The differential impact of sex on SLEA among patients with diabetes in the present study is reflective of the differences in the prevalence of males diagnosed with diabetes (76.1%) compared to 23.9% of females. We identified that males diagnosed with diabetes were 2.2 times more likely than females to undergo SLEA. These findings are supported by Johannesson et al. who found a higher incidence rate of re-amputation in men with diabetes than in females (21 per 100 amputee-years vs. 16 per 100 amputee-years).⁵³ And further re-echoed by Acar and Kacira (2017), who found adult males with diabetes had 4.1 times increased odds of re-amputation.⁴⁶

In the present study, patients with diabetes had a 1.5-fold higher risk of prolonged POALOS after SLEA (7 days vs. 5 days) when compared to patients without diabetes.

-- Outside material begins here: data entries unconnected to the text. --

#[cfg(test)]
mod tests {
    use super::*;
    use crate::{
        cbt,
        height::{FlatHeight, HeightMap},
        leb,
        subdivision::checks::{assert_conforming, assert_tiles_square},
    };
    use bevy::math::{Mat4, Vec2, Vec3};
    use rand::{rngs::StdRng, Rng, SeedableRng};

    fn config(max_depth: u32, init_depth: u32) -> TerrainConfig {
        TerrainConfig {
            size: 1000.0,
            max_depth,
            init_depth,
            lod: LodConfig {
                min_depth: init_depth,
                max_depth,
                spread_factor: 1,
                ..Default::default()
            },
            ..Default::default()
        }
    }

    fn view(position: Vec3, target: Vec3) -> LodView {
        let clip_from_view = Mat4::perspective_infinite_reverse_rh(1.0, 16.0 / 9.0, 0.1);
        let clip_from_local = clip_from_view * Mat4::look_at_rh(position, target, Vec3::Y);

        LodView::new(position, &clip_from_local, &clip_from_view, 720.0)
    }

    fn leaves(tessellator: &CbtTessellator) -> Vec<u32> {
        tessellator.tree().iter_leaves().collect()
    }

    #[test]
    fn initial_state() {
        let tessellator = CbtTessellator::new(&config(12, 6)).unwrap();

        assert_eq!(tessellator.leaf_count(), 64);
        assert_eq!(tessellator.indirect_buffer().dispatch_args().x, 1);
        assert_eq!(tessellator.indirect_buffer().draw_args().vertex_count, 192);
        assert_eq!(leaves(&tessellator), (64..128).collect::<Vec<_>>());
    }

    #[test]
    fn invalid_configurations_are_rejected() {
        assert!(CbtTessellator::new(&config(5, 3)).is_err());
        assert!(CbtTessellator::new(&config(27, 6)).is_err());
        assert!(CbtTessellator::new(&config(10, 11)).is_err());
    }

    #[test]
    fn splitting_every_leaf() {
        let mut tessellator = CbtTessellator::new(&config(12, 6)).unwrap();

        let stats = tessellator.subdivide(UpdatePhase::Split, 6, 1, |_| LodDecision::Split);

        assert_eq!(stats.splits, 64);
        assert_eq!(stats.leaf_count, 128);
        assert_eq!(tessellator.tree().node_count(cbt::ROOT), 128);
        assert_eq!(tessellator.indirect_buffer().dispatch_args().x, 2);
        assert_eq!(tessellator.indirect_buffer().draw_args().vertex_count, 384);
        assert_tiles_square(&leaves(&tessellator));
        assert_conforming(&leaves(&tessellator));
    }

    #[test]
    fn decisions_of_the_other_phase_are_ignored() {
        let mut tessellator = CbtTessellator::new(&config(12, 6)).unwrap();

        let stats = tessellator.subdivide(UpdatePhase::Merge, 6, 1, |_| LodDecision::Split);

        assert!(!stats.changed());
        assert_eq!(stats.leaf_count, 64);
    }

    #[test]
    fn spread_factor_evaluates_a_subset() {
        let mut tessellator = CbtTessellator::new(&config(12, 6)).unwrap();

        let stats = tessellator.subdivide(UpdatePhase::Split, 6, 4, |_| LodDecision::Split);

        assert_eq!(stats.splits, 16);
        assert_conforming(&leaves(&tessellator));
    }

    #[test]
    fn random_split_and_merge_sequences_keep_the_invariants() {
        let mut rng = StdRng::seed_from_u64(1234);
        let mut tessellator = CbtTessellator::new(&config(14, 4)).unwrap();

        for _ in 0..30 {
            let phase = tessellator.phase();
            let seed: u64 = rng.random();
            let probability = rng.random_range(0.05..0.6);

            tessellator.subdivide(phase, 4, 1, |leaf| {
                let mut rng = StdRng::seed_from_u64(seed ^ leaf as u64);

                match (phase, rng.random_bool(probability)) {
                    (UpdatePhase::Split, true) => LodDecision::Split,
                    (UpdatePhase::Merge, true) => LodDecision::Merge,
                    _ => LodDecision::Keep,
                }
            });

            let leaves = leaves(&tessellator);
            assert_eq!(leaves.len() as u32, tessellator.leaf_count());
            assert!(leaves.iter().all(|&leaf| tessellator.bitfield().is_leaf(leaf)));
            assert_tiles_square(&leaves);
            assert_conforming(&leaves);
        }
    }

    #[test]
    fn refines_towards_the_viewer_and_stays_stable() {
        let config = config(16, 4);
        let sampler = FlatHeight(0.0);
        let surface = TerrainSurface::new(config.size, &sampler);
        let view = view(Vec3::new(0.0, 20.0, 0.0), Vec3::new(0.0, 0.0, -100.0));

        let mut tessellator = CbtTessellator::new(&config).unwrap();
        tessellator.set_skip_static_frames(false);

        for _ in 0..80 {
            tessellator.update(&config.lod, &view, &surface);
        }

        let converged = leaves(&tessellator);
        assert!(converged.len() > 16);
        assert_conforming(&converged);

        // leaves in view close to the viewer are finer than those behind it
        let depth_at = |uv: Vec2| {
            let area = |a: Vec2, b: Vec2, c: Vec2| (b - a).perp_dot(c - a);

            converged
                .iter()
                .copied()
                .find(|&leaf| {
                    let [v0, v1, v2] = leb::decode(leaf);
                    area(v0, v1, uv) >= 0.0 && area(v1, v2, uv) >= 0.0 && area(v2, v0, uv) >= 0.0
                })
                .map(cbt::depth)
                .unwrap()
        };
        assert!(depth_at(Vec2::new(0.5, 0.44)) > depth_at(Vec2::new(0.99, 0.99)));

        // hysteresis keeps the converged tree unchanged over the following frames
        for _ in 0..10 {
            match tessellator.update(&config.lod, &view, &surface) {
                FrameOutcome::Updated(stats) => assert!(!stats.changed(), "{stats:?}"),
                FrameOutcome::Skipped => {}
            }
            assert_eq!(leaves(&tessellator), converged);
        }
    }

    #[test]
    fn holding_the_view_at_the_target_edge_length_is_stable() {
        let mut config = config(16, 6);
        config.lod.min_depth = 2;
        let sampler = FlatHeight(0.0);
        let surface = TerrainSurface::new(config.size, &sampler);

        // high above the center, all leaves of the initial depth look about the same size
        let position = Vec3::new(0.0, config.size, 0.0);
        let clip_from_view = Mat4::perspective_infinite_reverse_rh(1.0, 1.0, 0.1);
        let view_from_local = Mat4::look_at_rh(position, Vec3::ZERO, Vec3::NEG_Z);
        let view = LodView::new(
            position,
            &(clip_from_view * view_from_local),
            &clip_from_view,
            720.0,
        );

        let probe_config = config.lod.clone();
        let target = LodEvaluator::new(&probe_config, &view, surface, 16).edge_pixels(64);
        config.lod.set_target_edge_pixels(target);

        let mut tessellator = CbtTessellator::new(&config).unwrap();
        tessellator.set_skip_static_frames(false);
        let initial = leaves(&tessellator);

        for frame in 0..10 {
            match tessellator.update(&config.lod, &view, &surface) {
                FrameOutcome::Updated(stats) => {
                    assert!(!stats.changed(), "frame {frame}: {stats:?}")
                }
                FrameOutcome::Skipped => panic!("frame {frame} was skipped"),
            }
            assert_eq!(leaves(&tessellator), initial);
        }
    }

    #[test]
    fn static_views_skip_frames_once_converged() {
        let config = config(12, 6);
        let sampler = HeightMap::procedural(17, 3, 0.0, 50.0).unwrap();
        let surface = TerrainSurface::new(config.size, &sampler);
        let view = view(Vec3::new(100.0, 300.0, 100.0), Vec3::ZERO);

        let mut tessellator = CbtTessellator::new(&config).unwrap();

        let outcomes: Vec<FrameOutcome> = (0..120)
            .map(|_| tessellator.update(&config.lod, &view, &surface))
            .collect();
        assert!(outcomes.contains(&FrameOutcome::Skipped));
        assert!(matches!(outcomes[0], FrameOutcome::Updated(_)));

        // moving the view resumes the passes
        let moved = self::view(Vec3::new(-200.0, 300.0, 100.0), Vec3::ZERO);
        assert!(matches!(
            tessellator.update(&config.lod, &moved, &surface),
            FrameOutcome::Updated(_)
        ));

        // and so does an explicit request
        for _ in 0..20 {
            tessellator.update(&config.lod, &moved, &surface);
        }
        tessellator.request_update();
        assert!(matches!(
            tessellator.update(&config.lod, &moved, &surface),
            FrameOutcome::Updated(_)
        ));
    }

    #[test]
    fn vertex_stream_matches_the_leaves() {
        let config = config(12, 6);
        let sampler = FlatHeight(0.0);
        let surface = TerrainSurface::new(config.size, &sampler);

        let mut tessellator = CbtTessellator::new(&config).unwrap();
        tessellator.subdivide(UpdatePhase::Split, 6, 1, |leaf| {
            if leaf % 3 == 0 {
                LodDecision::Split
            } else {
                LodDecision::Keep
            }
        });

        let leaf_count = tessellator.leaf_count() as usize;
        assert_eq!(tessellator.generate_vertices(&surface).len(), 3 * leaf_count);
        assert_eq!(tessellator.vertices().len(), 3 * leaf_count);
    }
}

Although Zambetti et al. did not limit their study to diabetes patients, their findings were similar to increased length of hospital stay found when re-amputation occurred within 30 days of index amputation (12.9 days vs. 7.3 days).⁶ Likewise, Yaghi et al.'s who broadly explored the length of stay among diabetes and non-diabetic patients with limb amputation but not limited to re-amputation cohorts found the risk of prolonged stay of LA in diabetes patients was 4.6 times higher than in non-diabetic patients.⁵⁴ As an explanation, Ceyhan et al. observed that re-amputated patients do experience prolonged lengths of hospital stay because they are prone to more postoperative complications than their counterparts.⁵⁵ These postoperative complications include renal disease, a history of sepsis, and contaminated/infected wounds, especially in diabetes patients.^56,57

Strengths and limitations

Subsequent LEA is an area that has not been well explored in literature as in the case of index amputation, hence it was a strength of this study to explicitly focus on this neglected area of research. Also, since the incidence of SLEA could be impacted by many personal-level factors and comorbidities, it was a strength that the present study accounted for several of these factors. Due to limited samples, we could not stratify the data for subsequent levels of amputation (minor/major) and explore potential risk factors by these levels. This is because further stratification by amputation level would cause the study to lack statistical power. The limitation on using the 2017 location of residence as a proxy for the years 2018 and 2019 and its possible impact on the study variable is reported elsewhere.⁵⁸

Conclusion

Among this first-episode SLEA cohort diagnosed with diabetes, three comorbidities, renal failure, CHF, and HTN conferred the highest odds of SLEA. Also, the risk of SLEA is greatest for those aged 50–69 years, males, Registered Indians (RI), and is associated with prolonged POALOS. Although not all SLEA is avoidable, risk factors associated with diabetes may be independently treated thus may mitigate the need for SLEA. Our most dispirit finding, that First Nations Saskatchewanians registered under the Indian Act of Canada with diabetes were 5.9 times more likely to undergo SLEA than the general population, is among the areas in need of further in-depth study to target the root causes of the disparity.

Footnotes

Disclaimer

This study is based in part on de-identified data provided by the Saskatchewan Ministry of Health and eHealth Saskatchewan. The interpretation and conclusions contained herein do not necessarily represent those of the Government of Saskatchewan, the Saskatchewan Ministry of Health, or eHealth Saskatchewan.

Acknowledgements

We thank the Saskatchewan Amputee Patient-Oriented Research Team (PORT) and the Saskatchewan Centre for Patient-Oriented Research for their support throughout this study.

Contributorship

SKE and AZL conducted the literature reviews. SKE and AZL conceptualized and designed the study. SKE and AZL secured the study data, performed the analyses, interpreted the results, and drafted the manuscript. All authors have read and approved the final submitted copy.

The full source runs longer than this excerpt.